I, esse "Oi?" parte de uma tresleitura do que eu escrevi. No Antigo Testamento, as figuras são maioritariamente simbólicas e não há qualquer prova histórica da existência de qualquer uma delas. Não que isso diminua as religiões em causa, seja-se ou não crente. Já no Novo Testamento, existem provas históricas da existência das suas principais figuras (o que é diferente de afirmar que os relatos bíblicos são relatos históricos). Claro que há sempre teorias da conspiração para todos os gostos e há quem afirme que o Homem nunca chegou à Lua, etc. Mas é mais do que uma subtileza assinalar a diferença entre os dois Testamentos no que toca ao carácter histórico de inúmeros factos.
ResponderEliminarE sim, Luna, foi a primeira vez, não terá sido a última. Que "discutimos", claro, com as aspas devidas.
ResponderEliminarNão basta dizer que há provas históricas, é preciso indicá-las. Fontes, por favor, e externas à bíblia era melhor. Há algum documento romano que mencione a execução de Jesus? Ou outro? E quanto aos apóstolos, e até a viagem de Pedro (outrora Simão) a Roma? Ou só há documentação que transcreve a tradição oral?

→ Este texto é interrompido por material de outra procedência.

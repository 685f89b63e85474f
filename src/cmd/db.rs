//! Local database commands (`boardroom init-db`, `boardroom pictures`).

use std::path::Path;

use anyhow::{Context, Result, bail};
use boardroom::config::BoardroomConfig;
use boardroom::store::{BoardDb, DbHandle};

use super::super::PicturesCommands;

fn open_local(path: &Path) -> Result<BoardDb> {
    if let Some(parent) = path.parent() {
        if !parent.as_os_str().is_empty() {
            std::fs::create_dir_all(parent).context("Failed to create database directory")?;
        }
    }
    BoardDb::new(path).with_context(|| format!("Failed to open database at {}", path.display()))
}

pub fn cmd_init_db(config: &BoardroomConfig, db_path: Option<&Path>) -> Result<()> {
    let path = db_path.unwrap_or(&config.storage.db_path);
    open_local(path)?;
    println!("Database initialized at {}", path.display());
    Ok(())
}

pub async fn cmd_pictures(config: &BoardroomConfig, command: PicturesCommands) -> Result<()> {
    let db = DbHandle::new(open_local(&config.storage.db_path)?);

    match command {
        PicturesCommands::Add { url } => {
            let url = url.trim().to_string();
            if url.is_empty() {
                bail!("Picture URL must not be empty");
            }
            let picture = db.call(move |db| db.insert_picture(&url)).await?;
            tracing::info!(picture_id = %picture.id, "Picture added");
            println!("Added picture {}: {}", picture.id, picture.url);
        }
        PicturesCommands::List => {
            let pictures = db.call(|db| db.list_pictures()).await?;
            if pictures.is_empty() {
                println!("No pictures found.");
            }
            for picture in pictures {
                println!("{}  {}", picture.id, picture.url);
            }
        }
    }
    Ok(())
}
use serde::{Deserialize, Deserializer, Serialize};
use thiserror::Error;

/// Default number of history records returned by a listing.
pub const DEFAULT_HISTORY_LIMIT: u32 = 100;
/// Hard ceiling on a single history listing.
pub const MAX_HISTORY_LIMIT: u32 = 500;

#[derive(Debug, Error, PartialEq, Eq)]
pub enum ValidationError {
    #[error("{field} must not be empty")]
    Blank { field: &'static str },

    #[error("role entries must not be empty (entry {index})")]
    BlankRole { index: usize },
}

/// A board member persona owned by one user.
#[derive(Debug, Clone, Serialize, Deserialize, PartialEq)]
pub struct Member {
    pub id: String,
    pub user_id: String,
    pub name: String,
    #[serde(default, deserialize_with = "null_as_default")]
    pub description: String,
    #[serde(default, deserialize_with = "null_as_default")]
    pub background: String,
    #[serde(default, deserialize_with = "null_as_default")]
    pub role: Vec<String>,
    #[serde(default, deserialize_with = "null_as_default")]
    pub picture: String,
    pub created_at: String,
}

/// Payload for creating a member.
#[derive(Debug, Clone, Serialize, Deserialize, PartialEq)]
pub struct NewMember {
    pub user_id: String,
    pub name: String,
    #[serde(default, deserialize_with = "null_as_default")]
    pub description: String,
    #[serde(default, deserialize_with = "null_as_default")]
    pub background: String,
    #[serde(default, deserialize_with = "null_as_default")]
    pub role: Vec<String>,
    #[serde(default, deserialize_with = "null_as_default")]
    pub picture: String,
}

impl NewMember {
    pub fn validate(&self) -> Result<(), ValidationError> {
        require("user_id", &self.user_id)?;
        require("name", &self.name)?;
        validate_roles(&self.role)
    }
}

/// Partial update of a member. Absent fields are left untouched.
///
/// Clients send the whole member object back on save, so unknown fields
/// (`id`, `user_id`, `created_at`) are accepted and ignored; ownership never
/// moves through a patch.
#[derive(Debug, Clone, Default, Serialize, Deserialize, PartialEq)]
pub struct MemberPatch {
    #[serde(default, skip_serializing_if = "Option::is_none")]
    pub name: Option<String>,
    #[serde(default, skip_serializing_if = "Option::is_none")]
    pub description: Option<String>,
    #[serde(default, skip_serializing_if = "Option::is_none")]
    pub background: Option<String>,
    #[serde(default, skip_serializing_if = "Option::is_none")]
    pub role: Option<Vec<String>>,
    #[serde(default, skip_serializing_if = "Option::is_none")]
    pub picture: Option<String>,
}

impl MemberPatch {
    pub fn validate(&self) -> Result<(), ValidationError> {
        if let Some(name) = &self.name {
            require("name", name)?;
        }
        if let Some(role) = &self.role {
            validate_roles(role)?;
        }
        Ok(())
    }

    pub fn is_empty(&self) -> bool {
        self.name.is_none()
            && self.description.is_none()
            && self.background.is_none()
            && self.role.is_none()
            && self.picture.is_none()
    }

    /// Apply the patch onto an existing member.
    pub fn apply_to(self, member: &mut Member) {
        if let Some(name) = self.name {
            member.name = name;
        }
        if let Some(description) = self.description {
            member.description = description;
        }
        if let Some(background) = self.background {
            member.background = background;
        }
        if let Some(role) = self.role {
            member.role = role;
        }
        if let Some(picture) = self.picture {
            member.picture = picture;
        }
    }
}

/// Link from a chained answer back to the answer it critiques.
#[derive(Debug, Clone, Serialize, Deserialize, PartialEq, Eq)]
pub struct ChainLink {
    pub in_reply_to: String,
    pub source_member_id: String,
}

/// One question put to one member and the member's answer.
#[derive(Debug, Clone, Serialize, Deserialize, PartialEq)]
pub struct History {
    pub id: String,
    pub user_id: String,
    pub member_id: String,
    pub user_input: String,
    pub member_output: String,
    #[serde(default, deserialize_with = "chain_link_or_none")]
    pub chat: Option<ChainLink>,
    pub created_at: String,
}

#[derive(Debug, Clone, Serialize, Deserialize, PartialEq)]
pub struct NewHistory {
    pub user_id: String,
    pub member_id: String,
    pub user_input: String,
    pub member_output: String,
    #[serde(default, skip_serializing_if = "Option::is_none")]
    pub chat: Option<ChainLink>,
}

#[derive(Debug, Clone, Serialize, Deserialize, PartialEq)]
pub struct Picture {
    pub id: String,
    pub url: String,
    pub created_at: String,
}

/// Filter for history listings.
#[derive(Debug, Clone, Serialize, Deserialize, PartialEq)]
pub struct HistoryQuery {
    pub user_id: String,
    #[serde(default)]
    pub member_id: Option<String>,
    #[serde(default)]
    pub limit: Option<u32>,
}

impl HistoryQuery {
    pub fn for_user(user_id: impl Into<String>) -> Self {
        Self {
            user_id: user_id.into(),
            member_id: None,
            limit: None,
        }
    }

    pub fn with_member(mut self, member_id: impl Into<String>) -> Self {
        self.member_id = Some(member_id.into());
        self
    }

    pub fn with_limit(mut self, limit: u32) -> Self {
        self.limit = Some(limit);
        self
    }

    /// Requested limit clamped to `1..=MAX_HISTORY_LIMIT`.
    pub fn effective_limit(&self) -> u32 {
        self.limit
            .unwrap_or(DEFAULT_HISTORY_LIMIT)
            .clamp(1, MAX_HISTORY_LIMIT)
    }
}

/// Stored rows may carry NULL where the API expects an empty value.
fn null_as_default<'de, D, T>(deserializer: D) -> Result<T, D::Error>
where
    D: Deserializer<'de>,
    T: Default + Deserialize<'de>,
{
    Ok(Option::<T>::deserialize(deserializer)?.unwrap_or_default())
}

/// `chat` is a free-form JSON column; only a chain link is surfaced.
fn chain_link_or_none<'de, D>(deserializer: D) -> Result<Option<ChainLink>, D::Error>
where
    D: Deserializer<'de>,
{
    let raw = Option::<serde_json::Value>::deserialize(deserializer)?;
    Ok(raw.and_then(|value| serde_json::from_value(value).ok()))
}

fn require(field: &'static str, value: &str) -> Result<(), ValidationError> {
    if value.trim().is_empty() {
        Err(ValidationError::Blank { field })
    } else {
        Ok(())
    }
}

fn validate_roles(roles: &[String]) -> Result<(), ValidationError> {
    match roles.iter().position(|r| r.trim().is_empty()) {
        Some(index) => Err(ValidationError::BlankRole { index }),
        None => Ok(()),
    }
}
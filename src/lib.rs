pub mod api;
pub mod auth;
pub mod board;
pub mod config;
pub mod errors;
pub mod llm;
pub mod logging;
pub mod server;
pub mod store;

#[cfg(test)]
mod test_support;
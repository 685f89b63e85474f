//! Terminal advice command (`boardroom ask`).

use std::collections::HashMap;

use anyhow::{Context, Result};
use boardroom::board::Boardroom;
use boardroom::config::BoardroomConfig;
use boardroom::{llm, store};

pub async fn cmd_ask(
    config: &BoardroomConfig,
    user_id: &str,
    member_id: Option<&str>,
    input: &str,
) -> Result<()> {
    let model = llm::build_provider(&config.llm).context("Failed to configure model provider")?;
    let store = store::open(config)?;
    let board = Boardroom::new(store.clone(), model);

    let names: HashMap<String, String> = store
        .list_members(user_id)
        .await
        .context("Failed to load board members")?
        .into_iter()
        .map(|m| (m.id, m.name))
        .collect();

    let records = match member_id {
        Some(member_id) => vec![board.ask_member(user_id, member_id, input).await?],
        None => board.convene(user_id, input).await?,
    };

    if records.is_empty() {
        println!("No board members found for user {}.", user_id);
        return Ok(());
    }

    for record in records {
        let name = names
            .get(&record.member_id)
            .map(String::as_str)
            .unwrap_or(&record.member_id);
        println!("── {} ──", name);
        println!("{}", record.member_output.trim());
        println!();
    }
    Ok(())
}
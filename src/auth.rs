//! Identity is owned by Supabase Auth; the server only verifies bearer tokens.

use std::sync::Arc;

use async_trait::async_trait;
use axum::{
    extract::{FromRequestParts, Request, State},
    http::{header::AUTHORIZATION, request::Parts},
    middleware::Next,
    response::{IntoResponse, Response},
};
use serde::Deserialize;

use crate::api::{ApiError, SharedState};
use crate::errors::AuthError;

/// The caller, as resolved from their access token.
#[derive(Debug, Clone, PartialEq, Eq, Deserialize)]
pub struct AuthenticatedUser {
    pub id: String,
    #[serde(default)]
    pub email: Option<String>,
}

impl AuthenticatedUser {
    pub fn owns(&self, user_id: &str) -> bool {
        self.id == user_id
    }
}

/// The authenticated caller of a handler, if authentication is enabled.
///
/// Handlers use it to refuse access to another user's board. Without an
/// authenticator every request is anonymous and every check passes.
#[derive(Debug, Clone, Default)]
pub struct Caller(pub Option<AuthenticatedUser>);

impl Caller {
    pub fn authorize(&self, user_id: &str) -> Result<(), ApiError> {
        match &self.0 {
            Some(user) if !user.owns(user_id) => Err(ApiError::Forbidden(
                "Access to another user's board is not allowed".into(),
            )),
            _ => Ok(()),
        }
    }

    pub fn is_authenticated(&self) -> bool {
        self.0.is_some()
    }
}

impl<S: Send + Sync> FromRequestParts<S> for Caller {
    type Rejection = std::convert::Infallible;

    async fn from_request_parts(parts: &mut Parts, _state: &S) -> Result<Self, Self::Rejection> {
        Ok(Caller(parts.extensions.get::<AuthenticatedUser>().cloned()))
    }
}

#[async_trait]
pub trait Authenticator: Send + Sync {
    async fn authenticate(&self, token: &str) -> Result<AuthenticatedUser, AuthError>;
}

pub type SharedAuthenticator = Arc<dyn Authenticator>;

/// Verifies tokens against `GET {url}/auth/v1/user`.
pub struct SupabaseAuth {
    user_url: String,
    anon_key: String,
    client: reqwest::Client,
}

impl SupabaseAuth {
    pub fn new(url: &str, anon_key: &str) -> Self {
        Self {
            user_url: format!("{}/auth/v1/user", url.trim_end_matches('/')),
            anon_key: anon_key.to_string(),
            client: reqwest::Client::new(),
        }
    }
}

#[async_trait]
impl Authenticator for SupabaseAuth {
    async fn authenticate(&self, token: &str) -> Result<AuthenticatedUser, AuthError> {
        let response = self
            .client
            .get(&self.user_url)
            .header("apikey", &self.anon_key)
            .bearer_auth(token)
            .send()
            .await?;

        let status = response.status();
        if status == reqwest::StatusCode::UNAUTHORIZED || status == reqwest::StatusCode::FORBIDDEN
        {
            return Err(AuthError::InvalidToken);
        }
        if !status.is_success() {
            let body = response.text().await.unwrap_or_default();
            return Err(AuthError::Upstream {
                status: status.as_u16(),
                body,
            });
        }
        Ok(response.json::<AuthenticatedUser>().await?)
    }
}

/// Extract the token from an `Authorization: Bearer <token>` header value.
pub fn bearer_token(header: &str) -> Option<&str> {
    let (scheme, token) = header.split_once(' ')?;
    let token = token.trim();
    if scheme.eq_ignore_ascii_case("bearer") && !token.is_empty() {
        Some(token)
    } else {
        None
    }
}

/// Middleware: when an authenticator is configured, every request must carry
/// a valid bearer token; the resolved user is stored in request extensions.
pub async fn require_user(
    State(state): State<SharedState>,
    mut req: Request,
    next: Next,
) -> Response {
    let Some(auth) = state.auth.clone() else {
        return next.run(req).await;
    };

    let token = req
        .headers()
        .get(AUTHORIZATION)
        .and_then(|v| v.to_str().ok())
        .and_then(bearer_token)
        .map(str::to_string);
    let Some(token) = token else {
        return ApiError::from(AuthError::MissingToken).into_response();
    };

    match auth.authenticate(&token).await {
        Ok(user) => {
            tracing::debug!(user_id = %user.id, "Authenticated request");
            req.extensions_mut().insert(user);
            next.run(req).await
        }
        Err(err) => {
            tracing::warn!(error = %err, "Rejected request token");
            ApiError::from(err).into_response()
        }
    }
}
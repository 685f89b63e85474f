//! REST server command (`boardroom serve`).

use anyhow::{Context, Result};
use boardroom::config::BoardroomConfig;
use boardroom::server::{ServerConfig, start_server};

pub async fn cmd_serve(
    mut config: BoardroomConfig,
    port: Option<u16>,
    host: Option<String>,
    dev: bool,
) -> Result<()> {
    if let Some(port) = port {
        config.server.port = port;
    }
    if let Some(host) = host {
        config.server.host = host;
    }
    config.validate().context("Invalid configuration")?;

    let server = ServerConfig {
        dev_mode: dev,
        ..ServerConfig::from_settings(&config.server)
    };
    start_server(&config, server).await
}
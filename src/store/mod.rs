//! Persistence seam.
//!
//! The server only talks to `dyn Store`. Two backends exist: the managed
//! Supabase database reached over its REST endpoint, and a local SQLite file
//! for development and tests.

use std::sync::Arc;

use anyhow::{Context, Result};
use async_trait::async_trait;
use boardroom_common::{History, HistoryQuery, Member, MemberPatch, NewHistory, NewMember, Picture};

use crate::config::{BoardroomConfig, StorageBackend};
use crate::errors::StoreError;

pub mod sqlite;
pub mod supabase;

pub use sqlite::{BoardDb, DbHandle, SqliteStore};
pub use supabase::SupabaseStore;

#[async_trait]
pub trait Store: Send + Sync {
    /// Short backend name for logs.
    fn backend(&self) -> &'static str;

    async fn list_members(&self, user_id: &str) -> Result<Vec<Member>, StoreError>;

    async fn get_member(&self, id: &str) -> Result<Option<Member>, StoreError>;

    async fn create_member(&self, member: NewMember) -> Result<Member, StoreError>;

    /// `None` when no member has this id.
    async fn update_member(&self, id: &str, patch: MemberPatch)
    -> Result<Option<Member>, StoreError>;

    /// Whether a member was removed.
    async fn delete_member(&self, id: &str) -> Result<bool, StoreError>;

    async fn insert_history(&self, entry: NewHistory) -> Result<History, StoreError>;

    async fn get_history(&self, id: &str) -> Result<Option<History>, StoreError>;

    /// The most recent `query.effective_limit()` records, oldest first.
    async fn list_history(&self, query: &HistoryQuery) -> Result<Vec<History>, StoreError>;

    async fn list_pictures(&self) -> Result<Vec<Picture>, StoreError>;
}

pub type SharedStore = Arc<dyn Store>;

/// Open the backend selected by configuration.
pub fn open(config: &BoardroomConfig) -> Result<SharedStore> {
    match config.resolved_backend() {
        StorageBackend::Supabase => {
            let url = config
                .supabase
                .url
                .as_deref()
                .context("SUPABASE_URL is required for the supabase backend")?;
            let key = config
                .supabase
                .service_key
                .as_deref()
                .context("SUPABASE_SERVICE_KEY is required for the supabase backend")?;
            tracing::info!(url = %url, "Using Supabase storage");
            Ok(Arc::new(SupabaseStore::new(url, key)))
        }
        StorageBackend::Sqlite | StorageBackend::Auto => {
            let path = &config.storage.db_path;
            if let Some(parent) = path.parent() {
                if !parent.as_os_str().is_empty() {
                    std::fs::create_dir_all(parent)
                        .context("Failed to create database directory")?;
                }
            }
            let db = BoardDb::new(path)
                .with_context(|| format!("Failed to open database at {}", path.display()))?;
            tracing::info!(path = %path.display(), "Using SQLite storage");
            Ok(Arc::new(SqliteStore::new(db)))
        }
    }
}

ResponderEliminarA sério, não é provocação, gostava de saber. É um assunto que me interessa.
Já agora, a existância de hebreus no Egipto é facto documentado historicamente, o que não é assim tão certo é que fossem escravos, mas isso são outros quinhentos. Se o faraó do tempo da fuga do Egipto era um Ramsés, só do filme (Os 10 Mandamentos) o sei :D
A mim choca-me o exagero em torno do assunto. Mas afinal há ou não há liberdade de expressão?
ResponderEliminarLuna, cheira-me que vai haver o mesmo circo como quando o Saramago publicou O Evangelho Segundo Jesus Cristo. No que toca à religião, há quem não aceite opiniões contrárias. É uma tristeza.
ResponderEliminarO problema é a Igreja falar em metáforas quando sai para a rua para se "defender" de uma interpretação mais do que válida, coerente e racional, mas dentro das suas quatro paredes querer fazer da Bíblia um livro de instruções para a vida, a seguir à risca e muito criteriosamente. Seria bom haver uma espécie de tsunami cultural na Igreja Católica (e talvez noutras) para arejar ideias, para as "contemporâneizar", para reciclar práticas que em nada correspondem aos princípios que eles gostam muito de defender, por exemplo: a humildade, entre outros.